§ **SUPPLIED DATA**:
——————

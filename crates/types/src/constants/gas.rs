//! Gas ceilings for transactions built by providers

/// Gas limit attached to ERC-20 approve transactions
pub const DEFAULT_APPROVAL_GAS_LIMIT: u64 = 300_000;

/// Gas limit attached to swap transactions.
///
/// Aggregator estimates are disabled (approvals are not yet mined when the
/// quote is built), so a fixed ceiling is used instead.
pub const DEFAULT_SWAP_GAS_LIMIT: u64 = 1_000_000;
//! Provider domain model: identity, collaborator requests, traits and errors

use alloy_primitives::{Address, U256};
use serde::{Deserialize, Serialize};
use std::collections::HashMap;
use std::fmt;

pub mod errors;
pub mod traits;

pub use errors::ProviderError;
pub use traits::{ApprovalBuilder, ChainClient, QuoteProvider};

use crate::models::Token;

/// Result type for provider operations
pub type ProviderResult<T> = Result<T, ProviderError>;

/// Aggregator backends known to the system
#[derive(Debug, Clone, Copy, Serialize, Deserialize, PartialEq, Eq, Hash, PartialOrd, Ord)]
#[serde(rename_all = "camelCase")]
pub enum ProviderName {
	// Settings loaders may lowercase map keys
	#[serde(alias = "oneinch")]
	OneInch,
	Paraswap,
	Zerox,
}

impl ProviderName {
	pub fn as_str(&self) -> &'static str {
		match self {
			ProviderName::OneInch => "oneInch",
			ProviderName::Paraswap => "paraswap",
			ProviderName::Zerox => "zerox",
		}
	}
}

impl fmt::Display for ProviderName {
	fn fmt(&self, f: &mut fmt::Formatter<'_>) -> fmt::Result {
		f.write_str(self.as_str())
	}
}

/// Static identity of a provider implementation
#[derive(Debug, Clone, PartialEq, Eq)]
pub struct ProviderInfo {
	pub name: ProviderName,
	/// Human-readable name
	pub display_name: String,
	/// Version of the provider implementation
	pub version: String,
}

impl ProviderInfo {
	pub fn new(name: ProviderName, display_name: impl Into<String>, version: impl Into<String>) -> Self {
		Self {
			name,
			display_name: display_name.into(),
			version: version.into(),
		}
	}
}

/// Minimal runtime configuration for talking to an aggregator API
#[derive(Debug, Clone, PartialEq, Eq)]
pub struct ProviderRuntimeConfig {
	/// Unique provider instance identifier (used to key cached HTTP clients)
	pub provider_id: String,

	/// Base URL of the aggregator API, ending with `/`
	pub base_url: String,

	/// Request timeout; `None` leaves the transport default in place
	pub timeout_ms: Option<u64>,

	/// Optional custom HTTP headers for requests
	pub headers: Option<HashMap<String, String>>,
}

impl ProviderRuntimeConfig {
	/// Create a new runtime config, normalizing the base URL to end with `/`
	pub fn new(provider_id: impl Into<String>, base_url: impl Into<String>) -> Self {
		let mut base_url = base_url.into();
		if !base_url.ends_with('/') {
			base_url.push('/');
		}
		Self {
			provider_id: provider_id.into(),
			base_url,
			timeout_ms: None,
			headers: None,
		}
	}

	pub fn with_timeout_ms(mut self, timeout_ms: u64) -> Self {
		self.timeout_ms = Some(timeout_ms);
		self
	}

	/// Add a header sent with every request
	pub fn with_header(mut self, name: impl Into<String>, value: impl Into<String>) -> Self {
		self.headers
			.get_or_insert_with(HashMap::new)
			.insert(name.into(), value.into());
		self
	}
}

/// Everything an [`ApprovalBuilder`] needs to plan approvals for one swap
#[derive(Debug, Clone, Copy)]
pub struct AllowanceRequest<'a> {
	/// Approve `U256::MAX` instead of `amount`
	pub infinite_approval: bool,
	/// Contract that will pull the tokens
	pub spender: Address,
	pub chain_client: &'a dyn ChainClient,
	pub amount: U256,
	pub from_address: Address,
	pub from_token: &'a Token,
}

impl AllowanceRequest<'_> {
	/// Allowance the spender must end up with
	pub fn target_allowance(&self) -> U256 {
		if self.infinite_approval {
			U256::MAX
		} else {
			self.amount
		}
	}
}
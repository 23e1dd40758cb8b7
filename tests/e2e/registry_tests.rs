// Provider registry assembled from settings

use std::sync::Arc;

use swap_quote::{NetworkName, ProviderName, QuoteMetaOptions};

use crate::e2e::{builder_for, settings_for};
use crate::mocks::fixtures::{self, ONE_ETH_WEI};
use crate::mocks::{MockChainClient, MockOneInchServer};

#[tokio::test]
async fn test_registry_fans_out_to_one_inch() {
	let server = MockOneInchServer::with_body(
		fixtures::swap_body(ONE_ETH_WEI, "1834210000", ONE_ETH_WEI).to_string(),
	)
	.await;
	let registry = builder_for(settings_for(&server))
		.build_registry(Arc::new(MockChainClient::zero()), NetworkName::Ethereum, Vec::new())
		.unwrap();

	assert_eq!(registry.names(), vec![ProviderName::OneInch]);

	let outcomes = registry
		.get_quotes(&fixtures::native_to_usdc(), &QuoteMetaOptions::default())
		.await;

	assert_eq!(outcomes.len(), 1);
	assert_eq!(outcomes[0].provider, ProviderName::OneInch);
	let quote = outcomes[0].result.as_ref().unwrap().as_ref().unwrap();
	assert_eq!(quote.transactions.len(), 1);

	server.abort();
}

#[tokio::test]
async fn test_registry_skips_unsupported_networks() {
	let server = MockOneInchServer::with_body(
		fixtures::swap_body(ONE_ETH_WEI, "1", "0").to_string(),
	)
	.await;
	let registry = builder_for(settings_for(&server))
		.build_registry(Arc::new(MockChainClient::zero()), NetworkName::Avalanche, Vec::new())
		.unwrap();

	let outcomes = registry
		.get_quotes(&fixtures::usdc_to_dai(NetworkName::Avalanche), &QuoteMetaOptions::default())
		.await;

	assert!(outcomes.is_empty());
	assert_eq!(server.hits(), 0);

	server.abort();
}
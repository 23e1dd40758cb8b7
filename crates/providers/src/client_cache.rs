//! HTTP client cache for aggregator connections
//!
//! Provides per-provider client instances with connection pooling and keep-alive.

use dashmap::mapref::entry::Entry;
use dashmap::DashMap;
use reqwest::header::{HeaderMap, HeaderName, HeaderValue};
use reqwest::{Client, ClientBuilder};
use std::sync::Arc;
use std::time::{Duration, Instant};
use swap_types::{ProviderError, ProviderResult, ProviderRuntimeConfig};
use tracing::{debug, warn};

/// Configuration for creating pooled HTTP clients
#[derive(Debug, Clone, PartialEq, Eq, Hash)]
pub struct ClientConfig {
	/// Base URL of the aggregator API
	pub base_url: String,
	/// Provider identifier for cache differentiation
	pub provider_id: String,
	/// Maximum number of idle connections per host
	pub max_idle_per_host: usize,
	/// Connection keep-alive timeout
	pub keep_alive_timeout_ms: u64,
	/// Whole-request timeout, if any
	pub timeout_ms: Option<u64>,
	/// Default headers (auth, etc.)
	pub headers: Vec<(String, String)>,
}

impl From<&ProviderRuntimeConfig> for ClientConfig {
	fn from(runtime: &ProviderRuntimeConfig) -> Self {
		let mut headers = vec![
			("User-Agent".to_string(), "swap-quote/0.1".to_string()),
			("Accept".to_string(), "application/json".to_string()),
		];

		if let Some(extra) = &runtime.headers {
			let mut extra: Vec<_> = extra.iter().collect();
			// HashMap order is random; keep cache keys stable
			extra.sort();
			for (key, value) in extra {
				headers.push((key.clone(), value.clone()));
			}
		}

		Self {
			base_url: runtime.base_url.clone(),
			provider_id: runtime.provider_id.clone(),
			max_idle_per_host: 10,
			keep_alive_timeout_ms: 90_000,
			timeout_ms: runtime.timeout_ms,
			headers,
		}
	}
}

/// Cached client with creation timestamp for TTL management
#[derive(Debug, Clone)]
struct CachedClient {
	client: Arc<Client>,
	created_at: Instant,
}

impl CachedClient {
	fn new(client: Client) -> Self {
		Self {
			client: Arc::new(client),
			created_at: Instant::now(),
		}
	}

	fn is_expired(&self, ttl: Duration) -> bool {
		self.created_at.elapsed() > ttl
	}
}

/// Thread-safe cache of HTTP clients keyed by client configuration, with TTL
#[derive(Clone, Debug)]
pub struct ClientCache {
	clients: Arc<DashMap<ClientConfig, CachedClient>>,
	ttl: Duration,
}

impl ClientCache {
	/// Create a new client cache with default 30-minute TTL
	pub fn new() -> Self {
		Self::with_ttl(Duration::from_secs(30 * 60))
	}

	pub fn with_ttl(ttl: Duration) -> Self {
		Self {
			clients: Arc::new(DashMap::new()),
			ttl,
		}
	}

	/// Get or create a pooled client for the given configuration
	pub fn get_client(&self, config: &ClientConfig) -> ProviderResult<Arc<Client>> {
		self.clients.remove_if(config, |_, cached_client| {
			let is_expired = cached_client.is_expired(self.ttl);
			if is_expired {
				warn!(
					"Client cache expired for {} (age: {:?}), will create new client",
					config.base_url,
					cached_client.created_at.elapsed()
				);
			}
			is_expired
		});

		if let Some(cached_client) = self.clients.get(config) {
			debug!(
				"Reusing cached client for {} (age: {:?})",
				config.base_url,
				cached_client.created_at.elapsed()
			);
			return Ok(cached_client.client.clone());
		}

		debug!("Creating new client for {}", config.base_url);
		let cached_client = CachedClient::new(build_client(config)?);

		match self.clients.entry(config.clone()) {
			Entry::Occupied(entry) => {
				// Another caller raced us; keep theirs
				Ok(entry.get().client.clone())
			},
			Entry::Vacant(entry) => {
				let client = cached_client.client.clone();
				entry.insert(cached_client);
				Ok(client)
			},
		}
	}

	/// Get or create a client for a provider runtime configuration
	pub fn get_runtime_client(&self, runtime: &ProviderRuntimeConfig) -> ProviderResult<Arc<Client>> {
		self.get_client(&ClientConfig::from(runtime))
	}

	/// Remove all expired clients, returning how many were dropped
	pub fn cleanup_expired(&self) -> usize {
		let mut removed_count = 0;

		self.clients.retain(|config, cached_client| {
			let is_expired = cached_client.is_expired(self.ttl);
			if is_expired {
				removed_count += 1;
				debug!("Removed expired client for {}", config.base_url);
			}
			!is_expired
		});

		removed_count
	}

	pub fn clear(&self) {
		let count = self.clients.len();
		self.clients.clear();
		debug!("Cleared all {} clients from cache", count);
	}

	pub fn len(&self) -> usize {
		self.clients.len()
	}

	pub fn is_empty(&self) -> bool {
		self.clients.is_empty()
	}

	pub fn ttl(&self) -> Duration {
		self.ttl
	}

	/// Handle on the process-wide cache shared by all providers
	pub fn for_provider() -> Self {
		GLOBAL_CLIENT_CACHE.clone()
	}
}

impl Default for ClientCache {
	fn default() -> Self {
		Self::new()
	}
}

lazy_static::lazy_static! {
	static ref GLOBAL_CLIENT_CACHE: ClientCache = ClientCache::new();
}

/// Build a client outside of any cache
pub fn build_client(config: &ClientConfig) -> ProviderResult<Client> {
	let mut builder = ClientBuilder::new()
		.pool_max_idle_per_host(config.max_idle_per_host)
		.pool_idle_timeout(Duration::from_millis(config.keep_alive_timeout_ms))
		.tcp_keepalive(Duration::from_secs(60));

	if let Some(timeout_ms) = config.timeout_ms {
		builder = builder.timeout(Duration::from_millis(timeout_ms));
	}

	let mut header_map = HeaderMap::new();
	for (key, value) in &config.headers {
		match (
			HeaderName::from_bytes(key.as_bytes()),
			HeaderValue::from_str(value),
		) {
			(Ok(name), Ok(value)) => {
				header_map.insert(name, value);
			},
			_ => warn!("Skipping invalid header {} for {}", key, config.base_url),
		}
	}

	builder
		.default_headers(header_map)
		.build()
		.map_err(ProviderError::HttpError)
}
//! Registry of quote providers
//!
//! Providers are looked up by [`ProviderName`]. The registry also fans a
//! request out to every provider that supports the requested network pair.

use futures::future::join_all;
use std::collections::BTreeMap;
use std::sync::Arc;
use swap_types::{
	NetworkName, ProviderError, ProviderName, ProviderQuote, ProviderResult, QuoteMetaOptions,
	QuoteProvider, QuoteRequest,
};
use tracing::{debug, info, warn};

/// Outcome of one provider during a fan-out
#[derive(Debug)]
pub struct ProviderOutcome {
	pub provider: ProviderName,
	pub result: ProviderResult<Option<ProviderQuote>>,
}

/// Registry holding one provider per name
#[derive(Debug, Default, Clone)]
pub struct ProviderRegistry {
	providers: BTreeMap<ProviderName, Arc<dyn QuoteProvider>>,
}

impl ProviderRegistry {
	pub fn new() -> Self {
		Self::default()
	}

	/// Register a provider, replacing any previous one with the same name
	pub fn register(&mut self, provider: Arc<dyn QuoteProvider>) {
		let name = provider.name();
		if self.providers.insert(name, provider).is_some() {
			warn!("Replacing already registered provider {}", name);
		}
	}

	pub fn with_provider(mut self, provider: Arc<dyn QuoteProvider>) -> Self {
		self.register(provider);
		self
	}

	pub fn get(&self, name: ProviderName) -> ProviderResult<Arc<dyn QuoteProvider>> {
		self.providers
			.get(&name)
			.cloned()
			.ok_or_else(|| ProviderError::NotFound {
				provider: name.to_string(),
			})
	}

	pub fn names(&self) -> Vec<ProviderName> {
		self.providers.keys().copied().collect()
	}

	pub fn len(&self) -> usize {
		self.providers.len()
	}

	pub fn is_empty(&self) -> bool {
		self.providers.is_empty()
	}

	/// Providers able to quote from `from` to `to`
	pub fn supporting(&self, from: NetworkName, to: NetworkName) -> Vec<Arc<dyn QuoteProvider>> {
		self.providers
			.values()
			.filter(|provider| provider.supports_pair(from, to))
			.cloned()
			.collect()
	}

	/// Quote through a single named provider
	pub async fn get_quote(
		&self,
		name: ProviderName,
		options: &QuoteRequest,
		meta: &QuoteMetaOptions,
	) -> ProviderResult<Option<ProviderQuote>> {
		self.get(name)?.get_quote(options, meta).await
	}

	/// Query every provider supporting the pair concurrently
	///
	/// Providers that do not support the pair are not called. Each outcome is
	/// returned as-is, in provider name order.
	pub async fn get_quotes(&self, options: &QuoteRequest, meta: &QuoteMetaOptions) -> Vec<ProviderOutcome> {
		let providers = self.supporting(options.from_network, options.to_network);
		debug!(
			"Fetching quotes {} -> {} from {} providers",
			options.from_network,
			options.to_network,
			providers.len()
		);

		let tasks = providers.into_iter().map(|provider| async move {
			let result = provider.get_quote(options, meta).await;
			if let Err(e) = &result {
				warn!("Provider {} failed to quote: {}", provider.name(), e);
			}
			ProviderOutcome {
				provider: provider.name(),
				result,
			}
		});

		let outcomes = join_all(tasks).await;
		info!(
			"Collected {} quotes from {} providers",
			outcomes
				.iter()
				.filter(|o| matches!(o.result, Ok(Some(_))))
				.count(),
			outcomes.len()
		);
		outcomes
	}
}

——————

§ **WORK TASK**: The response must repeat exactly the lines from the top of the material through the line containing "pub mod traits;", both included, with no other output.

§ **TASK RESPONSE**:
filename crates/types/src/constants/gas.rs
//! Gas ceilings for transactions built by providers

/// Gas limit attached to ERC-20 approve transactions
pub const DEFAULT_APPROVAL_GAS_LIMIT: u64 = 300_000;

/// Gas limit attached to swap transactions.
///
/// Aggregator estimates are disabled (approvals are not yet mined when the
/// quote is built), so a fixed ceiling is used instead.
pub const DEFAULT_SWAP_GAS_LIMIT: u64 = 1_000_000;
//! Provider domain model: identity, collaborator requests, traits and errors

use alloy_primitives::{Address, U256};
use serde::{Deserialize, Serialize};
use std::collections::HashMap;
use std::fmt;

pub mod errors;
pub mod traits;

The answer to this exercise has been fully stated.